Binding of l-Glu to GluN2A is enhanced by Gly binding to GluN1. (A) [³H]-l-Glu equilibrium binding assay using equilibrium dialysis performed for the combination of GluN2A and GluN1 in the presence or absence of Gly. (B) Averaged B_max values from (A) are represented as bar graphs. (C) Combination assays using both GluN1 and GluN2A for [³H]-Gly binding in the presence or absence of l-Glu. (D) Averaged B_max values from (C) represented as bar graphs. No significant differences were observed for [³H]-Gly binding in the presence or absence of l-Glu. The K_D and B_max values obtained from the assays are summarized in Table 1. *** denotes p = 0.0002 obtained from unpaired t test analysis, n = 3.

Figure 6

Enhanced NMDAR channel conductance follows coagonist preincubation. (A) Whole cell recordings of l-Glu/Gly induced currents before and after preincubation with l-Glu. (B) Traces for l-Glu/Gly currents before and after Gly preincubation. (C) Traces for l-Glu/d-Ser currents before and after d-Ser preincubation. Each trace from (A–C) represents at least three recordings. Each inset shows overlay of traces with (red) or without (black) preincubation.

Figure 7

Comparison of NMDA-induced current peak amplitudes, as well as the area under the current peak between the control and coagonist preincubated samples. (A, B) Gly preincubation, (C, D) d-Ser preincubation, (E, F) l-Glu preincubation. p values obtained from paired t-tests in each case are shown.

Figure 8

Proposed mechanism of coagonist regulation in NMDAR activation. A model showing the possible mechanism of partial agonism for NMDAR activation based on homomeric and heteromeric interactions in the LBDs. In the absence of agonists the diagonally placed LBDs will tend to form homomeric interactions resulting in the closing of the ion channel pore. Binding of one of the agonists can disrupt the homomeric interaction of that subunit.
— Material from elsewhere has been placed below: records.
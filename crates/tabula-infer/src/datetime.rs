//! Detection and canonical formatting of date/time literals.
//!
//! String classification must not attempt a full datetime parse on every
//! cell, so candidates are gated by a cheap shape check first. Only strings
//! that look like an ISO-8601 date (`2024-01-29`, optionally followed by a
//! time component) reach the real parsers.

use chrono::{NaiveDate, NaiveDateTime, Timelike};
use once_cell::sync::Lazy;
use regex::Regex;

/// Shape gate: four-digit year, then month and day, optionally a time part.
static TEMPORAL_GATE: Lazy<Regex> = Lazy::new(|| {
    Regex::new(r"^\d{4}[-/]\d{1,2}[-/]\d{1,2}([T ].+)?$").expect("valid temporal gate pattern")
});

/// Accepted time-part layouts, tried in order.
const DATETIME_FORMATS: &[&str] = &[
    "%Y-%m-%d %H:%M:%S%.f",
    "%Y-%m-%d %H:%M:%S",
    "%Y-%m-%d %H:%M",
    "%Y-%m-%dT%H:%M:%S%.f",
    "%Y-%m-%dT%H:%M:%S",
    "%Y-%m-%dT%H:%M",
    "%Y/%m/%d %H:%M:%S",
    "%Y/%m/%d %H:%M",
];

const DATE_FORMATS: &[&str] = &["%Y-%m-%d", "%Y/%m/%d"];

/// A parsed temporal literal, preserving whether a time component existed.
#[derive(Clone, Copy, Debug, PartialEq, Eq)]
pub enum Temporal {
    /// Date without a time component.
    Date(NaiveDate),
    /// Date and time, timezone-naive (offsets are folded into local time).
    DateTime(NaiveDateTime),
}

/// Parses an ISO-8601-like literal, returning `None` for anything that does
/// not pass the shape gate or the layout parsers.
pub fn parse_temporal(s: &str) -> Option<Temporal> {
    if !TEMPORAL_GATE.is_match(s) {
        return None;
    }

    for fmt in DATE_FORMATS {
        if let Ok(d) = NaiveDate::parse_from_str(s, fmt) {
            return Some(Temporal::Date(d));
        }
    }

    // RFC 3339 covers offset and Zulu suffixes.
    if let Ok(dt) = chrono::DateTime::parse_from_rfc3339(s) {
        return Some(Temporal::DateTime(dt.naive_local()));
    }

    for fmt in DATETIME_FORMATS {
        if let Ok(dt) = NaiveDateTime::parse_from_str(s, fmt) {
            return Some(Temporal::DateTime(dt));
        }
    }

    None
}

/// Canonical display form for a date: `YYYY-MM-DD`.
pub fn format_date(d: NaiveDate) -> String {
    d.format("%Y-%m-%d").to_string()
}

/// Canonical display form for a date-time: `YYYY-MM-DD HH:MM:SS`, with a
/// fractional part only when one is present.
pub fn format_datetime(dt: NaiveDateTime) -> String {
    if dt.nanosecond() == 0 {
        dt.format("%Y-%m-%d %H:%M:%S").to_string()
    } else {
        dt.format("%Y-%m-%d %H:%M:%S%.f").to_string()
    }
}

impl Temporal {
    /// Canonical display form of either variant.
    pub fn canonical(&self) -> String {
        match self {
            Temporal::Date(d) => format_date(*d),
            Temporal::DateTime(dt) => format_datetime(*dt),
        }
    }
}
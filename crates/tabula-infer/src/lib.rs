//! Tabula Infer - Total type classification for heterogeneous tabular values.
//!
//! Table data arrives as untyped cells: native numbers next to numeric
//! strings, booleans spelled three ways, dates as text, nulls as `None` or
//! `""`. This crate decides what each cell means. Classification is total —
//! every value receives exactly one [`TypeCode`] plus a canonical display
//! string, falling back to `String` rather than failing.
//!
//! # Quick Start
//!
//! ```rust
//! use tabula_infer::{classify, RawValue, TypeCode};
//!
//! let cv = classify(&RawValue::from("2.5"));
//! assert_eq!(cv.type_code(), TypeCode::RealNumber);
//! assert_eq!(cv.normalized(), "2.5");
//! assert_eq!(cv.decimal_places(), Some(1));
//!
//! // Every infinity spelling collapses to one canonical token.
//! for v in [RawValue::from("inf"), RawValue::from("Infinity"), RawValue::Float(f64::INFINITY)] {
//!     assert_eq!(classify(&v).normalized(), "Infinity");
//! }
//! ```
//!
//! # Type Hints
//!
//! A column can be forced to a type with [`TypeHint`]. Hints are best-effort
//! per value: a cell that cannot be read as the hinted type silently falls
//! back to automatic classification instead of raising an error.
//!
//! ```rust
//! use tabula_infer::{classify_with_hint, RawValue, TypeCode, TypeHint};
//!
//! let cv = classify_with_hint(&RawValue::Int(5), Some(TypeHint::RealNumber));
//! assert_eq!(cv.normalized(), "5.0");
//!
//! let fallback = classify_with_hint(&RawValue::from("abc"), Some(TypeHint::Integer));
//! assert_eq!(fallback.type_code(), TypeCode::String);
//! ```
//!
//! # Classification Rules
//!
//! | Input | Code |
//! |-------|------|
//! | `None`, empty/whitespace text | `Nothing` / `NullString` |
//! | `true`/`false` (any case) | `Bool` |
//! | Integer literals, any magnitude | `Integer` |
//! | Finite floats, decimal/exponent text | `RealNumber` |
//! | `inf`/`infinity` (signed), non-finite floats | `Infinity` / `Nan` |
//! | ISO-8601-like text, native dates | `DateTime` |
//! | IPv4/IPv6 text | `IpAddress` |
//! | Sequences and mappings | `List` / `Dictionary` |
//! | Everything else | `String` |

mod classify;
mod datetime;
mod hint;
mod typecode;
mod value;

// Re-export public API
pub use classify::{classify, classify_with_hint, ClassifiedValue};
pub use datetime::{format_date, format_datetime, parse_temporal, Temporal};
pub use hint::TypeHint;
pub use typecode::TypeCode;
pub use value::RawValue;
Binding of the second coagonist will initiate heteromeric interactions. The agonist induced heteromeric interactions between LBDs causes realignment that could transduce down leading to channel opening. Inability of a single coagonist to induce domain realignments maintains the channel in the closed state. The red arrow in bold indicates that binding of l-Glu is favored by a Gly bound GluN1 as per our data. The red dotted arrow indicates that the dissociation rate of l-Glu is reduced when Gly remains bound to GluN1.